30 Ağustos 1922 tarihi Kurtuluş Savaşı’nın bitişini simgeler. Bu sebeple yıllar süren işgalin sona erdirildiği büyük bir mücadelenin zafer günüdür. Üstelik öyle bir mücadele ki herkesin tekrar tarih kitaplarını açıp okuması gerekir. 26 Ağustos’ta başlayan ve 30 Ağustos’ta sona eren ve adına Büyük Taarruz dediğimiz harekat işgalcilerin yenilgisiyle son bulmuştur. Taarruzun bir diğer önemli tarafı gizli bir harekat olarak hazırlanmasıdır. Atatürk’ün Türkiye Büyük Millet Meclisi’nden yetki alarak Başkomutan olarak orduları yönettiği harekat Afyon’da başlayıp Dumlupınar Meydan Muharebesi’nde düşman birliklerinin etkisiz hale getirilmesiyle sonuçlanır. 

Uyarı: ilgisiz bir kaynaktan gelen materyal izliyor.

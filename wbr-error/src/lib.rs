// WBR - wbr-error
// Module: WBR Error Handling
//
// Copyright (c) 2024 Ralf Anton Beier
// Licensed under the MIT license.
// SPDX-License-Identifier: MIT

//! WBR Error handling library
//!
//! This library provides the error handling system shared by every crate of
//! the binary reader front end. Every failure a decode can produce is an
//! [`Error`] carrying a category, a numeric code, a formatted message and,
//! when known, the byte offset of the event that caused it.
//!
//! # Error Categories
//!
//! Errors are organized into categories, each with its own range of error
//! codes:
//!
//! ## Structure Errors (1000-1099)
//! - Else without a matching if
//! - Popping an empty label stack
//! - Label depth beyond the stack size
//! - Init-expression events outside an init-expression scope
//!
//! ## Consistency Errors (2000-2099)
//! - Name counts exceeding item counts
//! - Function body count mismatches
//! - Indices naming entities that do not exist
//!
//! ## Resource Errors (3000-3099)
//! - Alignment overflow
//! - Failed list appends
//!
//! # Usage
//!
//! ```
//! use wbr_error::{
//!     codes,
//!     kinds,
//!     Error,
//!     ErrorCategory,
//! };
//!
//! let error = Error::new(
//!     ErrorCategory::Structure,
//!     codes::ELSE_WITHOUT_IF,
//!     "else expression without matching if",
//! );
//! assert!(error.is_structure_error());
//!
//! let underflow: Error = kinds::LabelStackUnderflow.into();
//! assert_eq!(underflow.code, codes::LABEL_STACK_UNDERFLOW);
//! ```

#![forbid(unsafe_code)] // Rule 2
#![warn(clippy::missing_panics_doc)]
#![deny(missing_docs)]
#![allow(clippy::module_name_repetitions)]

/// Error codes for wbr
pub mod codes;
/// Error and error handling types
pub mod errors;
/// Error kind definitions
pub mod kinds;

// Re-export key types
pub use errors::{
    Error,
    ErrorCategory,
    ErrorSource,
};

/// A specialized `Result` type for WBR operations.
///
/// This type alias uses `wbr_error::Error` as the error type.
pub type Result<T> = core::result::Result<T, Error>;

/// Error conversion trait for converting to specific error categories
///
/// This trait provides a way to ask any error which category it belongs to,
/// which is how hosts decide between structural and consistency failures.
pub trait ToErrorCategory {
    /// Convert the error to a specific category
    fn to_category(&self) -> ErrorCategory;
}
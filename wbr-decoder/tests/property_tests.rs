//! Property tests for tree reconstruction.

mod common;

use common::{
    decode,
    end,
    instr,
    module_with_bodies,
};
use proptest::prelude::*;
use wbr_decoder::{
    BinaryReaderAst,
    Expr,
    ExprId,
    Func,
};
use wbr_format::{
    Event,
    EventStream,
    Opcode,
};

/// Instruction nesting as a test-side tree
#[derive(Debug, Clone, PartialEq)]
enum Shape {
    Nop,
    Block(Vec<Shape>),
    Loop(Vec<Shape>),
    If(Vec<Shape>, Option<Vec<Shape>>),
}

impl Shape {
    fn depth(&self) -> usize {
        match self {
            Shape::Nop => 0,
            Shape::Block(body) | Shape::Loop(body) => 1 + max_depth(body),
            Shape::If(then, other) => {
                1 + max_depth(then).max(other.as_deref().map_or(0, max_depth))
            }
        }
    }

    /// An empty else arm decodes to no false list
    fn normalized(&self) -> Shape {
        match self {
            Shape::Nop => Shape::Nop,
            Shape::Block(body) => Shape::Block(normalize(body)),
            Shape::Loop(body) => Shape::Loop(normalize(body)),
            Shape::If(then, other) => Shape::If(
                normalize(then),
                other.as_deref().filter(|o| !o.is_empty()).map(normalize),
            ),
        }
    }
}

fn max_depth(shapes: &[Shape]) -> usize {
    shapes.iter().map(Shape::depth).max().unwrap_or(0)
}

fn normalize(shapes: &[Shape]) -> Vec<Shape> {
    shapes.iter().map(Shape::normalized).collect()
}

fn shape_strategy() -> impl Strategy<Value = Shape> {
    let leaf = Just(Shape::Nop);
    leaf.prop_recursive(4, 32, 4, |inner| {
        let list = prop::collection::vec(inner, 0..4);
        prop_oneof![
            list.clone().prop_map(Shape::Block),
            list.clone().prop_map(Shape::Loop),
            (list.clone(), prop::option::of(list)).prop_map(|(t, f)| Shape::If(t, f)),
        ]
    })
}

fn body_strategy() -> impl Strategy<Value = Vec<Shape>> {
    prop::collection::vec(shape_strategy(), 0..6)
}

fn emit(stream: &mut EventStream, shapes: &[Shape]) {
    for shape in shapes {
        match shape {
            Shape::Nop => instr(stream, Opcode::Nop, Event::OnNopExpr),
            Shape::Block(body) => {
                instr(stream, Opcode::Block, Event::OnBlockExpr { sig_types: vec![] });
                emit(stream, body);
                end(stream);
            }
            Shape::Loop(body) => {
                instr(stream, Opcode::Loop, Event::OnLoopExpr { sig_types: vec![] });
                emit(stream, body);
                end(stream);
            }
            Shape::If(then, other) => {
                instr(stream, Opcode::If, Event::OnIfExpr { sig_types: vec![] });
                emit(stream, then);
                if let Some(other) = other {
                    instr(stream, Opcode::Else, Event::OnElseExpr);
                    emit(stream, other);
                }
                end(stream);
            }
        }
    }
}

fn read_back(func: &Func, first: Option<ExprId>) -> Vec<Shape> {
    func.exprs
        .list(first)
        .map(|(_, expr)| match expr {
            Expr::Nop => Shape::Nop,
            Expr::Block(block) => Shape::Block(read_back(func, block.first)),
            Expr::Loop(block) => Shape::Loop(read_back(func, block.first)),
            Expr::If {
                true_block,
                false_first,
            } => Shape::If(
                read_back(func, true_block.first),
                false_first.map(|first| read_back(func, Some(first))),
            ),
            other => panic!("unexpected expression {other:?}"),
        })
        .collect()
}

fn functions(bodies: &[Vec<Shape>]) -> EventStream {
    module_with_bodies(&[], &[], bodies.len(), |s, index| emit(s, &bodies[index as usize]))
}

proptest! {
    #[test]
    fn test_tree_matches_nesting(body in body_strategy()) {
        let module = decode(&functions(&[body.clone()])).unwrap();
        let func = &module.funcs[0];
        prop_assert_eq!(read_back(func, func.first_expr), normalize(&body));
    }

    #[test]
    fn test_labels_balanced_after_body(body in body_strategy()) {
        let mut ignore = |_: Option<usize>, _: &str| false;
        let mut builder = BinaryReaderAst::new(&mut ignore);
        functions(&[body.clone()]).replay(&[], &mut builder, false).unwrap();

        prop_assert_eq!(builder.label_depth(), 0);
        prop_assert_eq!(builder.max_depth(), 1 + max_depth(&body));
    }

    #[test]
    fn test_decode_is_deterministic(body in body_strategy()) {
        let stream = functions(&[body]);
        prop_assert_eq!(decode(&stream).unwrap(), decode(&stream).unwrap());
    }

    #[test]
    fn test_counts_track_functions(bodies in prop::collection::vec(body_strategy(), 0..5)) {
        let module = decode(&functions(&bodies)).unwrap();
        let counts = module.counts();

        prop_assert_eq!(counts.types, 1);
        prop_assert_eq!(counts.funcs, bodies.len());
        prop_assert_eq!(counts.func_imports, 0);
        prop_assert_eq!(module.defined_funcs().len(), bodies.len());
        for (func, body) in module.funcs.iter().zip(&bodies) {
            prop_assert_eq!(read_back(func, func.first_expr), normalize(body));
        }
    }
}
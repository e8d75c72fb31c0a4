//! Event stream builders shared by the decoder tests.

#![allow(dead_code)]

use wbr_decoder::{
    read_binary_ast,
    Module,
};
use wbr_format::{
    Event,
    EventStream,
    Opcode,
    ReadBinaryOptions,
    Result,
    ValueType,
};

/// Push the generic opcode event followed by the specific one
pub fn instr(stream: &mut EventStream, opcode: Opcode, event: Event) {
    stream.push(Event::OnOpcode { opcode });
    stream.push(event);
}

/// `end` of a block, loop or if
pub fn end(stream: &mut EventStream) {
    instr(stream, Opcode::End, Event::OnEndExpr);
}

/// A module with one type and one function per body; each body is emitted
/// by `body(stream, func_index)` between BeginFunctionBody and the final
/// `end`.
pub fn module_with_bodies(
    params: &[ValueType],
    results: &[ValueType],
    bodies: usize,
    mut body: impl FnMut(&mut EventStream, u32),
) -> EventStream {
    let mut s = EventStream::new();
    s.push(Event::BeginModule { version: 1 })
        .push(Event::BeginTypeSection { size: 0 })
        .push(Event::OnTypeCount { count: 1 })
        .push(Event::OnType {
            index:        0,
            param_types:  params.to_vec(),
            result_types: results.to_vec(),
        })
        .push(Event::EndTypeSection)
        .push(Event::BeginFunctionSection { size: 0 })
        .push(Event::OnFunctionCount { count: bodies as u32 });
    for index in 0..bodies as u32 {
        s.push(Event::OnFunction { index, sig_index: 0 });
    }
    s.push(Event::EndFunctionSection)
        .push(Event::BeginCodeSection { size: 0 })
        .push(Event::OnFunctionBodyCount { count: bodies as u32 });
    for index in 0..bodies as u32 {
        s.push(Event::BeginFunctionBody { index })
            .push(Event::OnLocalDeclCount { count: 0 });
        body(&mut s, index);
        s.push(Event::OnOpcode { opcode: Opcode::End })
            .push(Event::OnEndFunc)
            .push(Event::EndFunctionBody { index });
    }
    s.push(Event::EndCodeSection).push(Event::EndModule);
    s
}

/// A module with a single function whose body is emitted by `body`
pub fn single_function(
    params: &[ValueType],
    results: &[ValueType],
    mut body: impl FnMut(&mut EventStream),
) -> EventStream {
    module_with_bodies(params, results, 1, |s, _| body(s))
}

/// Decode `stream`, discarding error messages
pub fn decode(stream: &EventStream) -> Result<Module> {
    let mut ignore = |_: Option<usize>, _: &str| false;
    read_binary_ast(stream, &[], &ReadBinaryOptions::default(), &mut ignore)
}

/// Decode `stream` with debug names, collecting every reported error
pub fn decode_collecting(stream: &EventStream) -> (Result<Module>, Vec<(Option<usize>, String)>) {
    let mut errors = Vec::new();
    let result = {
        let mut collect = |offset: Option<usize>, message: &str| {
            errors.push((offset, message.to_string()));
            false
        };
        read_binary_ast(
            stream,
            &[],
            &ReadBinaryOptions::default().with_debug_names(true),
            &mut collect,
        )
    };
    (result, errors)
}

Taarruz başarıyla sonuçlanınca Yunan orduları İzmir’e dek takip edilerek 9 Eylül’de İzmir kurtarılmıştır. Böylece 30 Ağustos günü Zafer Bayramı olarak kabul edilmiştir. Atatürk’ün başkomutan olarak idare ettiği bir harekat olması sebebiyle Başkomutanlık Meydan Muharebesi adıyla da bilinir. 

Okul hayatı boyunca tarihle ilgili pek çok şey okumuşuzdur. Hepsini hatırlamıyor olabiliriz. Kimseden bir tarihçi edasıyla bunları anlatmasını da bekleyemeyiz. Ancak milli günlerimiz unutulmamalı. Zira milli değerlerinden yoksun milletlerin içinde oldukları durumlara tanık oluyoruz. Biz kimiz, bu coğrafyada tarihte neler oldu sorularını kendimize sormalıyız elbette. Kendi tarihimizden habersiz olmamalıyız. Aslında ilkokul çağındaki çocuklar önemli günleri daha kolay hatırlıyor. Yaş geçtikçe hafızalar siliniyor sanırım. Yine de her gün elimizden düşürmediğimiz o akıllı telefonlar sayesinde bilgiye bu kadar kolay erişebiliyorken neden sadece topları patlatma oyunuyla işten eve evden işe gitmeyi tercih ettiğimiz de ayrı bir inceleme konusudur. 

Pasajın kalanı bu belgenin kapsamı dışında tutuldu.